To ‘P’ or not to ‘P’? – that is the question

Scott Kent, Financial planner
Scott Kent, Financial planner

Now that I have grabbed your attention, I wanted to discuss something that I believe is just as important as the products, services and staff that businesses hire and employ; and that is Business Protection (the ‘P’).

Whilst there is recognition of the need to cover risks which may affect machinery, technological equipment and the premises, so that should the worst happen (i.e. fire, theft, malfunction etc.), there is protection in place to cover the cost of fixing or replacing such, the one element of cover that, from our experience, seems to be commonly overlooked is that of protection for the business owners and their key members of staff.

A report published by Legal & General last year stated that 52% of businesses would cease trading in under a year if a key person died or became critically ill. Whilst it is in our human nature to believe that the worst will never happen to us, unfortunately, the statistics beg to differ! According to Liverpool Victoria (using their industry and population statistics), there is a 25% chance that a 40-year-old man would be unable to work for two months or more during their working life, and a 13% chance that they would suffer a serious illness during the same period. Once the risk of death is included, there is a 31% chance that any one of these events could happen over a 25-year period. Have I scared you now?!

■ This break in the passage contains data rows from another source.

//! Error types for crewflow.
//!
//! Uses thiserror for derive macros. Every fatal condition in the loader,
//! builder, engine and driver is one of these variants; `main` is the only
//! place that prints them.

use crate::engine::TemplateError;
use crate::exit_codes;
use std::path::PathBuf;
use thiserror::Error;

/// Main error type for crewflow operations.
#[derive(Error, Debug)]
pub enum CrewError {
    /// Operator provided invalid arguments or input.
    #[error("{0}")]
    UserError(String),

    /// Invalid settings or flow configuration.
    #[error("configuration error: {0}")]
    Config(String),

    /// The selected flow has no directory under the config root.
    #[error("flow '{flow}' not found: directory '{path}' does not exist")]
    MissingFlow { flow: String, path: PathBuf },

    /// A required flow document is absent.
    #[error("flow '{flow}' is missing required document '{}'", path.display())]
    MissingDocument { flow: String, path: PathBuf },

    /// A document exists but is not valid YAML of the expected shape.
    #[error("failed to parse '{}': {message}", path.display())]
    Parse { path: PathBuf, message: String },

    /// Two records in one document share a lookup key.
    #[error("duplicate {kind} key '{key}' in flow '{flow}'")]
    DuplicateKey {
        flow: String,
        kind: &'static str,
        key: String,
    },

    /// A task references an agent that matches no key, alias, or role.
    #[error("task '{task}' references agent '{reference}', which matches no agent key or role (available: {available})")]
    AgentNotFound {
        task: String,
        reference: String,
        available: String,
    },

    /// Context references form a cycle.
    #[error("context references form a cycle: {}", tasks.join(" -> "))]
    ContextCycle { tasks: Vec<String> },

    /// The execution engine failed.
    #[error("execution failed: {0}")]
    Engine(String),

    /// A description or command template could not be rendered.
    #[error("failed to render {context}: {source}")]
    Template {
        context: String,
        #[source]
        source: TemplateError,
    },

    /// Filesystem operation failed.
    #[error("{action} '{}': {source}", path.display())]
    Io {
        action: &'static str,
        path: PathBuf,
        #[source]
        source: std::io::Error,
    },
}

impl CrewError {
    /// Build an `Io` error with the failing path attached.
    pub fn io(action: &'static str, path: impl Into<PathBuf>, source: std::io::Error) -> Self {
        CrewError::Io {
            action,
            path: path.into(),
            source,
        }
    }

    /// Returns the appropriate exit code for this error type.
    pub fn exit_code(&self) -> i32 {
        match self {
            CrewError::UserError(_) => exit_codes::USER_ERROR,
            CrewError::Config(_)
            | CrewError::MissingFlow { .. }
            | CrewError::MissingDocument { .. }
            | CrewError::Parse { .. }
            | CrewError::DuplicateKey { .. } => exit_codes::CONFIG_ERROR,
            CrewError::AgentNotFound { .. } | CrewError::ContextCycle { .. } => {
                exit_codes::RESOLUTION_FAILURE
            }
            CrewError::Engine(_) | CrewError::Template { .. } => exit_codes::ENGINE_FAILURE,
            CrewError::Io { .. } => exit_codes::IO_FAILURE,
        }
    }
}

/// Result type alias for crewflow operations.
pub type Result<T> = std::result::Result<T, CrewError>;

#[cfg(test)]
mod tests {
    use super::*;

    #[test]
    fn configuration_errors_share_exit_code() {
        let errs = [
            CrewError::Config("bad".to_string()),
            CrewError::MissingFlow {
                flow: "demo".to_string(),
                path: PathBuf::from("config/demo"),
            },
            CrewError::MissingDocument {
                flow: "demo".to_string(),
                path: PathBuf::from("config/demo/tasks.yaml"),
            },
            CrewError::DuplicateKey {
                flow: "demo".to_string(),
                kind: "agent",
                key: "Writer".to_string(),
            },
        ];
        for err in errs {
            assert_eq!(err.exit_code(), exit_codes::CONFIG_ERROR);
        }
    }

    #[test]
    fn resolution_errors_have_resolution_exit_code() {
        let err = CrewError::AgentNotFound {
            task: "t1".to_string(),
            reference: "ghost".to_string(),
            available: "reviewer".to_string(),
        };
        assert_eq!(err.exit_code(), exit_codes::RESOLUTION_FAILURE);

        let err = CrewError::ContextCycle {
            tasks: vec!["a".to_string(), "b".to_string(), "a".to_string()],
        };
        assert_eq!(err.exit_code(), exit_codes::RESOLUTION_FAILURE);
    }

    #[test]
    fn engine_error_has_engine_exit_code() {
        let err = CrewError::Engine("exit status 1".to_string());
        assert_eq!(err.exit_code(), exit_codes::ENGINE_FAILURE);
    }

    #[test]
    fn missing_document_names_the_file() {
        let err = CrewError::MissingDocument {
            flow: "demo".to_string(),
            path: PathBuf::from("config/demo/tasks.yaml"),
        };
        let msg = err.to_string();
        assert!(msg.contains("tasks.yaml"));
        assert!(msg.contains("demo"));
    }

    #[test]
    fn cycle_message_lists_path() {
        let err = CrewError::ContextCycle {
            tasks: vec!["a".to_string(), "b".to_string(), "a".to_string()],
        };
        assert_eq!(err.to_string(), "context references form a cycle: a -> b -> a");
    }

    #[test]
    fn io_error_keeps_source() {
        use std::error::Error as _;

        let err = CrewError::io(
            "failed to create directory",
            "outputs/demo",
            std::io::Error::new(std::io::ErrorKind::PermissionDenied, "denied"),
        );
        assert_eq!(err.exit_code(), exit_codes::IO_FAILURE);
        assert!(err.to_string().contains("outputs/demo"));
        assert!(err.source().is_some());
    }
}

If you are still unsure whether business protection is a good idea, what would your answers be to the following questions?: How would your business and staff continue to operate if you were unable to work due to a serious illness or passed away?”, How would your revenues be affected if the same were to happen to your Marketing Manager, Head of Sales or Head of IT?, Would the business be able to repay any liabilities if you or a key employee were to die? If alarm bells have just started ringing, don’t worry, there are options available that may be a suitable fit for you and your business, two of which that I believe every business owner should consider are Key Person Cover, and Share & Partnership Protection.

Key Person Cover

To provide a simple illustration, a business would take out an assurance policy on the life of a key person to protect itself against the financial loss that might result if they died, became seriously ill, or were unable to work because of a long-term disability. So what defines a ‘key’ member of staff? Well, this will differ from business to business, but it could be the Chief Executive, the Head of Sales who has a strong working relationship with their customers, the Finance Director, or even the Head of IT. Essentially, it is someone who is critical to keeping the business going, whereby their loss would have a significant financial impact on the success of the business. Should the life assured die or be diagnosed with a specified critical illness (should the latter cover be included) during the policy term, then the business itself would benefit from a lump sum payment that could be used to cover the costs of finding and training a suitable replacement, repaying any debts, or simply replacing lost profits. In essence, the financial pay-out received could provide some comfort to both the owner and the staff that there is capital available to the firm during what would be a very difficult time for the business.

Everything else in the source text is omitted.